My doctoral thesis was based on the analysis of texts about the history of pre-Islamic Central Asia. These texts were produced in the Soviet Union and the Republic of Turkey over the course of the 1920s and ’30s and were largely geared toward state-sponsored efforts to formulate a new historical narrative, generally in support of the dominant ideology of the respective state. The USSR and Turkey were guided by very different principles, and as a result, their views of history, the nation, and race were radically different. In a nutshell, the Soviets espoused a Marxist view of history and the nation, insisting that race was an accident of geography and that nations formed only in the capitalist period, which came after three preceding stages of socio-economic development. As Stalin rose to power, this became the only acceptable thesis for writing history; other interpretations of historical, linguistic, anthropological, and archaeological sources were banned. The one twist was that the Soviet Union also declared that there was a set list of nations residing in its borders, and so historians had to work backwards, starting with contemporary nations and trying to chart out a course for them that stressed their formation in recent centuries, but on territories that were clearly defined well before the nation came into existence. History was a tautological practice, rather than one of discovery and exploration guided by scientific principles alone.
In Turkey, the state operated based on a much looser ideology than in the Soviet Union, but a general thrust can be identified. In particular, Turkey was formed as a nationalist state, and the ruling class saw the Turkish nation as top priority in the formation of state policies and viewpoints. Historians were therefore encouraged to see this nation as timeless; to indicate that it had existed for tens of thousands of years; and to contend that the people who were part of it today largely descended from the same population of Turkic-speakers that lived in Central Asia 20,000 years ago.
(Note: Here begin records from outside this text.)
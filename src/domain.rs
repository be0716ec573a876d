use serde::Serialize;

use crate::value::FrontValue;

/// One entry of the blog index.
///
/// Every field is always serialized; absent values become `null` so that
/// consumers see the same eight keys on every record.
#[derive(Debug, Serialize, Clone, PartialEq)]
pub struct ArticleRecord {
    pub title: String,
    pub date: Option<String>,
    pub category: Option<FrontValue>,
    pub tag: Option<FrontValue>,
    pub series: Option<Series>,
    pub order: Option<FrontValue>,
    pub summary: Option<FrontValue>,
    pub path: String,
}

#[derive(Debug, Serialize, Clone, PartialEq)]
pub struct Series {
    pub name: Option<FrontValue>,
    pub episode: Option<FrontValue>,
}

/// Records in enumeration order.
pub type Index = Vec<ArticleRecord>;
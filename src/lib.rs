use std::path::{Path, PathBuf};

use clap::Parser;
use log::{debug, error, info, warn};

use crate::content::index_document;
use crate::fs::documents;

pub mod content;
pub mod domain;
pub mod error;
pub mod fs;
pub mod index;
pub mod value;
pub mod watch;

pub use crate::domain::{ArticleRecord, Index, Series};
pub use crate::error::IndexError;
pub use crate::index::{render_index, write_index};
pub use crate::value::{FrontDate, FrontValue};

#[derive(Parser, Debug, Clone)]
#[command(author, version, about, long_about = None)]
pub struct Args {
    /// Directory holding the articles
    #[arg(short, long, default_value = "docs/articles")]
    pub articles_dir: PathBuf,

    /// Path of the JSON index to write
    #[arg(short, long, default_value = "docs/public/blog-index.json")]
    pub output: PathBuf,

    /// Extension of the documents to index
    #[arg(short, long, default_value = "md")]
    pub extension: String,

    /// Skip documents that fail to read or parse instead of aborting
    #[arg(short, long)]
    pub keep_going: bool,

    /// Rebuild the index whenever an article changes
    #[arg(short, long)]
    pub watch: bool,
}

/// What to do when a single document cannot be indexed.
#[derive(Debug, Clone, Copy, PartialEq, Eq, Default)]
pub enum ErrorPolicy {
    /// Stop at the first failure. Nothing is written.
    #[default]
    Abort,
    /// Record the failure and carry on with the next document.
    Skip,
}

#[derive(Debug, Clone)]
pub struct ScanOptions {
    pub extension: String,
    pub policy: ErrorPolicy,
}

impl Default for ScanOptions {
    fn default() -> Self {
        Self {
            extension: "md".to_string(),
            policy: ErrorPolicy::Abort,
        }
    }
}

impl From<&Args> for ScanOptions {
    fn from(args: &Args) -> Self {
        Self {
            extension: args.extension.clone(),
            policy: if args.keep_going {
                ErrorPolicy::Skip
            } else {
                ErrorPolicy::Abort
            },
        }
    }
}

#[derive(Debug, Default)]
pub struct BuildReport {
    pub index: Index,
    /// Documents found with the right extension.
    pub scanned: usize,
    /// Documents without (or with empty) frontmatter.
    pub skipped: usize,
    /// Per-document failures, only populated under [`ErrorPolicy::Skip`].
    pub failures: Vec<IndexError>,
}

/// Indexes every `.md` document under `root`, aborting on the first
/// unreadable or malformed document.
pub fn build_index(root: &Path) -> Result<Index, IndexError> {
    build_index_with(root, &ScanOptions::default()).map(|report| report.index)
}

pub fn build_index_with(root: &Path, options: &ScanOptions) -> Result<BuildReport, IndexError> {
    let mut report = BuildReport::default();

    for entry in documents(root, &options.extension) {
        let outcome = match entry {
            Ok(document) => {
                report.scanned += 1;
                index_document(root, &document, &options.extension)
            }
            Err(err) => Err(err.into()),
        };

        match outcome {
            Ok(Some(record)) => {
                debug!("Indexed {} as {}", record.title, record.path);
                report.index.push(record);
            }
            Ok(None) => report.skipped += 1,
            Err(err) if options.policy == ErrorPolicy::Skip => {
                warn!("Skipping: {}", err.chain());
                report.failures.push(err);
            }
            Err(err) => return Err(err),
        }
    }

    info!(
        "Indexed {} of {} documents under {}",
        report.index.len(),
        report.scanned,
        root.display()
    );
    Ok(report)
}

/// Builds the index and writes it out once.
pub fn build_and_write(args: &Args) -> Result<BuildReport, IndexError> {
    let report = build_index_with(&args.articles_dir, &ScanOptions::from(args))?;
    if !report.failures.is_empty() {
        warn!(
            "{} document(s) could not be indexed and were left out",
            report.failures.len()
        );
    }
    write_index(&report.index, &args.output)?;
    Ok(report)
}

pub fn run(args: &Args) -> Result<(), IndexError> {
    if !args.watch {
        build_and_write(args)?;
        return Ok(());
    }

    if let Err(err) = build_and_write(args) {
        error!("Initial build failed: {}", err.chain());
    }
    watch::watch(args)
}
use std::process::ExitCode;

use blog_index::{run, Args};
use clap::Parser;
use log::error;

fn main() -> ExitCode {
    env_logger::Builder::from_env(env_logger::Env::default().default_filter_or("warn")).init();

    let args = Args::parse();

    match run(&args) {
        Ok(()) => ExitCode::SUCCESS,
        Err(err) => {
            error!("{}", err.chain());
            ExitCode::FAILURE
        }
    }
}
Similar to the Soviet Union, historians worked backwards from the modern-day Republic of Turkey to the mists of prehistory. Instead of insisting that nations did not exist long into the past, however, they hunted out every bit of evidence that might support their thesis that a specific Turkish nation and race could be found in all of the ancient civilizations of Eurasia. Turkish historians also sought to use history to answer a question that was of particular importance for the new state: who is a Turk? For this reason, special efforts were made to determine the physical, linguistic, cultural, political, social, and economic traits of Turkic communities in the past and to seek these out—or seek to apply them—in the contemporary Republic of Turkey.
My analysis therefore contrasts these two bodies of writing and scholarship, aiming to understand them both within their particular contexts and in confrontation with one another. I explored how they were not formed in a vacuum, but rather contained elements that were in direct correlation—or direct opposition—to the historiographical, political, and ideological prerogatives of the opposing power. More importantly, my research seeks to provide a basis on which to understand the present by exposing and parsing the past upon which it is based: the narratives that have proven to be durable in Turkic collective consciousnesses; and the ideas and individuals who were forgotten or silenced, especially those who fell victim to Stalin’s Great Terror. I hope that the thesis helps add to the discussion in both Turkey and the former Soviet Turkic republics about what it means to belong to a particular nation or ethnic group, as well as to the understanding of how those historical narratives to which we have recourse often encode so much more than just scientific analysis of textual or material remains from the past.